ICOPE 2025: Mendorong Pengembangan Kelapa Sawit Berkelanjutan

International Conference on Oil Palm and Environment (ICOPE) 2025 menjadi ajang penting bagi para ahli, peneliti, dan pemangku kepentingan dalam industri kelapa sawit untuk membahas berbagai tantangan lingkungan serta mencari solusi terbaik bagi keberlanjutan industri ini.
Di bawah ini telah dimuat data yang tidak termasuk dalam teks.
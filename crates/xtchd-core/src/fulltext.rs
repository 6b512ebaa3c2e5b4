//! Inverted token index over the archive's searchable text fields.
//!
//! The index grows with every append and has no general removal path; the
//! only removal is undoing the postings of a retracted chain tail.
//!
//! Besides whole-term search, the index answers autocomplete queries: every
//! term but the last must match exactly, the last matches as a prefix.

use std::{
  collections::{BTreeMap, BTreeSet, HashMap},
  fmt,
  ops::Bound,
  str::FromStr,
};

use serde::{Deserialize, Serialize};

// ─── Tokenization ────────────────────────────────────────────────────────────

/// Splits text into index terms. Queries and documents go through the same
/// tokenizer, so stemming or locale-aware variants slot in here.
pub trait Tokenizer: Send + Sync {
  fn tokenize(&self, text: &str) -> Vec<String>;
}

/// Lower-case, strip punctuation, split on whitespace. No stemming.
#[derive(Debug, Clone, Copy, Default)]
pub struct SimpleTokenizer;

impl Tokenizer for SimpleTokenizer {
  fn tokenize(&self, text: &str) -> Vec<String> {
    text
      .split_whitespace()
      .map(|word| {
        word
          .chars()
          .filter(|c| c.is_alphanumeric())
          .flat_map(char::to_lowercase)
          .collect::<String>()
      })
      .filter(|term| !term.is_empty())
      .collect()
  }
}

// ─── Fields ──────────────────────────────────────────────────────────────────

/// Every indexed text field. Ids are scoped per field.
#[derive(Debug, Clone, Copy, PartialEq, Eq, Hash, Serialize, Deserialize)]
#[serde(rename_all = "snake_case")]
pub enum TextField {
  AuthorName,
  ArticleTitle,
  ParagraphText,
  ImageAlt,
  ChannelName,
  VideoTitle,
  ArticleRefComment,
  VideoRefComment,
  ImageRefComment,
}

impl TextField {
  pub const ALL: [TextField; 9] = [
    Self::AuthorName,
    Self::ArticleTitle,
    Self::ParagraphText,
    Self::ImageAlt,
    Self::ChannelName,
    Self::VideoTitle,
    Self::ArticleRefComment,
    Self::VideoRefComment,
    Self::ImageRefComment,
  ];

  pub fn as_str(self) -> &'static str {
    match self {
      Self::AuthorName => "author_name",
      Self::ArticleTitle => "article_title",
      Self::ParagraphText => "paragraph_text",
      Self::ImageAlt => "image_alt",
      Self::ChannelName => "channel_name",
      Self::VideoTitle => "video_title",
      Self::ArticleRefComment => "article_ref_comment",
      Self::VideoRefComment => "video_ref_comment",
      Self::ImageRefComment => "image_ref_comment",
    }
  }
}

impl fmt::Display for TextField {
  fn fmt(&self, f: &mut fmt::Formatter<'_>) -> fmt::Result {
    f.write_str(self.as_str())
  }
}

impl FromStr for TextField {
  type Err = String;

  fn from_str(s: &str) -> Result<Self, Self::Err> {
    Self::ALL
      .into_iter()
      .find(|field| field.as_str() == s)
      .ok_or_else(|| format!("unknown text field: {s:?}"))
  }
}

// ─── Inverted index ──────────────────────────────────────────────────────────

/// term → (id → term frequency). Terms are ordered so prefixes are a range.
#[derive(Debug, Clone, Default)]
pub struct InvertedIndex {
  postings: BTreeMap<String, BTreeMap<i32, u32>>,
}

impl InvertedIndex {
  pub fn insert(&mut self, id: i32, terms: &[String]) {
    for term in terms {
      *self.postings.entry(term.clone()).or_default().entry(id).or_default() += 1;
    }
  }

  pub fn remove(&mut self, id: i32, terms: &[String]) {
    for term in terms {
      if let Some(ids) = self.postings.get_mut(term) {
        ids.remove(&id);
        if ids.is_empty() {
          self.postings.remove(term);
        }
      }
    }
  }

  /// Ids containing every query term, with summed term frequency as score.
  /// Best score first, ties by ascending id.
  pub fn search(&self, terms: &[String]) -> Vec<(i32, u32)> {
    let Some((first, rest)) = terms.split_first() else {
      return Vec::new();
    };
    let Some(seed) = self.postings.get(first) else {
      return Vec::new();
    };

    let mut hits: Vec<(i32, u32)> = seed
      .iter()
      .filter_map(|(&id, &tf)| {
        rest.iter().try_fold(tf, |score, term| {
          self
            .postings
            .get(term)
            .and_then(|ids| ids.get(&id))
            .map(|&n| score + n)
        })
        .map(|score| (id, score))
      })
      .collect();

    hits.sort_by(|a, b| b.1.cmp(&a.1).then(a.0.cmp(&b.0)));
    hits
  }

  /// Ids with some term starting with `prefix`, ascending.
  fn with_prefix(&self, prefix: &str) -> BTreeSet<i32> {
    self
      .postings
      .range::<str, _>((Bound::Included(prefix), Bound::Unbounded))
      .take_while(|(term, _)| term.starts_with(prefix))
      .flat_map(|(_, ids)| ids.keys().copied())
      .collect()
  }

  /// Ids containing every term of `complete` and a term starting with
  /// `prefix`, ascending.
  pub fn complete(&self, complete: &[String], prefix: &str) -> Vec<i32> {
    self
      .with_prefix(prefix)
      .into_iter()
      .filter(|id| {
        complete
          .iter()
          .all(|term| self.postings.get(term).is_some_and(|ids| ids.contains_key(id)))
      })
      .collect()
  }
}

// ─── Full-text index ─────────────────────────────────────────────────────────

/// One [`InvertedIndex`] per [`TextField`], sharing a tokenizer.
pub struct FullTextIndex {
  tokenizer: Box<dyn Tokenizer>,
  fields:    HashMap<TextField, InvertedIndex>,
}

impl FullTextIndex {
  pub fn new(tokenizer: Box<dyn Tokenizer>) -> Self {
    Self { tokenizer, fields: HashMap::new() }
  }

  pub fn index(&mut self, field: TextField, id: i32, text: &str) {
    let terms = self.tokenizer.tokenize(text);
    self.fields.entry(field).or_default().insert(id, &terms);
  }

  pub fn unindex(&mut self, field: TextField, id: i32, text: &str) {
    let terms = self.tokenizer.tokenize(text);
    if let Some(index) = self.fields.get_mut(&field) {
      index.remove(id, &terms);
    }
  }

  pub fn search(&self, field: TextField, query: &str) -> Vec<(i32, u32)> {
    let mut terms = self.tokenizer.tokenize(query);
    terms.sort();
    terms.dedup();
    self
      .fields
      .get(&field)
      .map(|index| index.search(&terms))
      .unwrap_or_default()
  }
}

impl FullTextIndex {
  /// Ids matching `query` as typed so far. An empty query matches nothing.
  pub fn complete(&self, field: TextField, query: &str) -> Vec<i32> {
    let mut terms = self.tokenizer.tokenize(query);
    let Some(prefix) = terms.pop() else {
      return Vec::new();
    };
    self
      .fields
      .get(&field)
      .map(|index| index.complete(&terms, &prefix))
      .unwrap_or_default()
  }
}

impl Default for FullTextIndex {
  fn default() -> Self { Self::new(Box::new(SimpleTokenizer)) }
}

impl fmt::Debug for FullTextIndex {
  fn fmt(&self, f: &mut fmt::Formatter<'_>) -> fmt::Result {
    f.debug_struct("FullTextIndex")
      .field("fields", &self.fields.len())
      .finish_non_exhaustive()
  }
}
Konferensi ini diselenggarakan setiap dua tahun sekali dan merupakan hasil kerja sama antara Sinar Mas Agribusiness and Food, World Wildlife Fund (WWF) Indonesia, dan CIRAD Prancis. Pada tahun 2025, ICOPE akan berlangsung di Bali Beach Convention, Sanur, Bali, pada 12-14 Februari.

Dengan berbagai inovasi dan strategi keberlanjutan yang dikembangkan, masa depan industri kelapa sawit Indonesia diharapkan dapat lebih ramah lingkungan dan tetap menjadi sektor unggulan dalam perekonomian nasional.